Exercise brief | From the listing below, pull out all lines with "output" in them.

- Opening Delimiter -

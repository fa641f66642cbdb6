//! Catalog lookups: categories, search manifests, category search and products.

use crate::api::{ApiResponse, Field, Params, TcgClient};
use crate::commands::{connect, ensure_success, save_token};
use crate::config::Config;
use crate::format::Formatter;
use anyhow::{bail, Result};
use serde_json::{json, Value};
use tracing::info;

/// A catalog request from the command line.
#[derive(Debug, Clone, PartialEq)]
pub enum CatalogQuery {
    Categories { limit: Option<u64>, offset: Option<u64>, all: bool },
    Category { ids: Vec<u64> },
    Manifest { category_id: u64 },
    Search {
        category_id: u64,
        sort: Option<String>,
        limit: Option<u64>,
        filters: Vec<(String, String)>,
        all: bool,
    },
    Products { ids: Vec<u64> },
}

/// Executes catalog queries.
pub struct CatalogCommand {
    config: Config,
}

impl CatalogCommand {
    /// Creates a new catalog command.
    pub fn new(config: Config) -> Self {
        Self { config }
    }

    /// Runs the query and returns formatted output.
    pub async fn execute(&self, query: &CatalogQuery) -> Result<String> {
        let client = connect(&self.config)?;
        let output = self.execute_with_client(&client, query).await?;
        save_token(&self.config, &client)?;
        Ok(output)
    }

    /// Runs the query with a provided client (for testing).
    pub async fn execute_with_client(
        &self,
        client: &TcgClient,
        query: &CatalogQuery,
    ) -> Result<String> {
        let formatter = Formatter::new(self.config.format);

        match query {
            CatalogQuery::Categories { limit, offset, all } => {
                let mut params = Params::new();
                if let Some(limit) = limit {
                    params.insert("limit".to_string(), json!(limit));
                }
                if let Some(offset) = offset {
                    params.insert("offset".to_string(), json!(offset));
                }

                let response = client.categories(params).await?;
                ensure_success(&response)?;
                Ok(formatter.format_items(&listing(&response, *all).await?))
            }

            CatalogQuery::Category { ids } => {
                if ids.is_empty() {
                    bail!("At least one category id is required");
                }
                let response = client.category_details(ids).await?;
                ensure_success(&response)?;
                Ok(formatter.format_items(&listing(&response, false).await?))
            }

            CatalogQuery::Manifest { category_id } => {
                let manifest = client.category_search_manifest(*category_id).await?;
                ensure_success(&manifest)?;
                Ok(formatter.format_manifest(&manifest))
            }

            CatalogQuery::Search { category_id, sort, limit, filters, all } => {
                let params = search_params(sort.as_deref(), *limit, filters);
                info!("Searching category {} with {} filters", category_id, filters.len());

                let response = client.category_search_products(*category_id, params).await?;
                ensure_success(&response)?;
                Ok(formatter.format_items(&listing(&response, *all).await?))
            }

            CatalogQuery::Products { ids } => {
                if ids.is_empty() {
                    bail!("At least one product id is required");
                }
                let response = client.product_details(ids, Params::new()).await?;
                ensure_success(&response)?;
                Ok(formatter.format_items(&listing(&response, false).await?))
            }
        }
    }
}

/// Parses a `NAME=VALUE` search filter.
pub fn parse_filter(s: &str) -> Result<(String, String), String> {
    match s.split_once('=') {
        Some((name, value)) if !name.trim().is_empty() && !value.trim().is_empty() => {
            Ok((name.trim().to_string(), value.trim().to_string()))
        }
        _ => Err(format!("Invalid filter: '{}'. Use NAME=VALUE, e.g. SetName=Base Set", s)),
    }
}

/// Search body: values given for the same filter name are grouped in order.
fn search_params(sort: Option<&str>, limit: Option<u64>, filters: &[(String, String)]) -> Params {
    let mut params = Params::new();
    if let Some(sort) = sort {
        params.insert("sort".to_string(), json!(sort));
    }
    if let Some(limit) = limit {
        params.insert("limit".to_string(), json!(limit));
    }

    let mut grouped: Vec<(&str, Vec<&str>)> = Vec::new();
    for (name, value) in filters {
        match grouped.iter_mut().find(|(n, _)| *n == name.as_str()) {
            Some((_, values)) => values.push(value.as_str()),
            None => grouped.push((name.as_str(), vec![value.as_str()])),
        }
    }
    if !grouped.is_empty() {
        let filters: Vec<Value> = grouped
            .into_iter()
            .map(|(name, values)| json!({ "name": name, "values": values }))
            .collect();
        params.insert("filters".to_string(), Value::Array(filters));
    }

    params
}

/// The page in hand, or every item across all pages.
async fn listing(response: &ApiResponse<'_>, all: bool) -> Result<Vec<Field>> {
    if all {
        return Ok(response.collect_all().await?);
    }

    Ok(response
        .results()
        .map(|results| results.iter().cloned().map(Field::from_element).collect())
        .unwrap_or_default())
}
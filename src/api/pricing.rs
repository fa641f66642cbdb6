//! Product prices grouped by product id.

use crate::api::record::Record;
use crate::api::response::{envelope_errors, envelope_success};
use serde::Serialize;
use std::collections::BTreeMap;
use std::ops::Deref;
use tracing::warn;

/// The five price points a pricing row may carry.
pub const PRICE_FIELDS: [&str; 5] =
    ["lowPrice", "midPrice", "highPrice", "marketPrice", "directLowPrice"];

/// One subtype's prices for a product (e.g. "Normal", "Holofoil").
///
/// ```text
/// { "productId": 85737, "lowPrice": 4.99, "midPrice": 5.63, "highPrice": 7.73,
///   "marketPrice": 10.35, "directLowPrice": null, "subTypeName": "Reverse Holofoil" }
/// ```
#[derive(Debug, Clone, PartialEq, Serialize)]
#[serde(transparent)]
pub struct ProductPrice(Record);

impl ProductPrice {
    fn new(record: Record) -> Self {
        Self(record)
    }

    pub fn product_id(&self) -> Option<u64> {
        self.0.get_u64("productId")
    }

    pub fn low_price(&self) -> Option<f64> {
        self.0.get_f64("lowPrice")
    }

    pub fn mid_price(&self) -> Option<f64> {
        self.0.get_f64("midPrice")
    }

    pub fn high_price(&self) -> Option<f64> {
        self.0.get_f64("highPrice")
    }

    pub fn market_price(&self) -> Option<f64> {
        self.0.get_f64("marketPrice")
    }

    pub fn direct_low_price(&self) -> Option<f64> {
        self.0.get_f64("directLowPrice")
    }

    pub fn sub_type_name(&self) -> Option<&str> {
        self.0.get_str("subTypeName")
    }

    /// False when every price point is null.
    pub fn has_valid_prices(&self) -> bool {
        PRICE_FIELDS.iter().any(|field| !self.0.is_null(field))
    }

    /// Names of the fields that hold a price point, such as `midPrice`.
    pub fn points(&self) -> Vec<&str> {
        self.0.keys().filter(|key| key.to_lowercase().contains("price")).collect()
    }

    pub fn record(&self) -> &Record {
        &self.0
    }
}

impl Deref for ProductPrice {
    type Target = Record;

    fn deref(&self) -> &Record {
        &self.0
    }
}

/// Prices per product id, in response order within each product.
pub type Prices = BTreeMap<u64, Vec<ProductPrice>>;

/// A pricing response with its rows grouped by product.
#[derive(Debug, Clone)]
pub struct ProductPriceList {
    response: Record,
    prices: Prices,
}

impl ProductPriceList {
    pub fn new(response: Record) -> Self {
        let prices = group_prices(&response);
        Self { response, prices }
    }

    pub fn response(&self) -> &Record {
        &self.response
    }

    pub fn success(&self) -> bool {
        envelope_success(&self.response)
    }

    pub fn errors(&self) -> Vec<String> {
        envelope_errors(&self.response)
    }

    /// All price rows by product id. Empty if the response failed.
    pub fn prices(&self) -> &Prices {
        &self.prices
    }

    pub fn get(&self, product_id: u64) -> Option<&[ProductPrice]> {
        self.prices.get(&product_id).map(Vec::as_slice)
    }

    /// Price rows with at least one price point. Products whose rows are all
    /// empty stay in the map with an empty list.
    pub fn valid_prices(&self) -> BTreeMap<u64, Vec<&ProductPrice>> {
        self.prices
            .iter()
            .map(|(id, rows)| (*id, rows.iter().filter(|p| p.has_valid_prices()).collect()))
            .collect()
    }
}

/// Groups the `results` of a pricing response by `productId`.
///
/// Failed responses and responses without `results` give an empty map. Rows
/// without a numeric `productId` are dropped with a warning.
pub fn group_prices(response: &Record) -> Prices {
    let mut prices = Prices::new();
    if !envelope_success(response) {
        return prices;
    }

    let Some(rows) = response.get_records("results") else {
        return prices;
    };

    for row in rows {
        let price = ProductPrice::new(row.clone());
        match price.product_id() {
            Some(id) => prices.entry(id).or_default().push(price),
            None => warn!("Dropping price row without productId: {}", row.to_value()),
        }
    }

    prices
}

- Closing Delimiter -

Task result |
    /// Runs the query and returns formatted output.
        let output = self.execute_with_client(&client, query).await?;
        Ok(output)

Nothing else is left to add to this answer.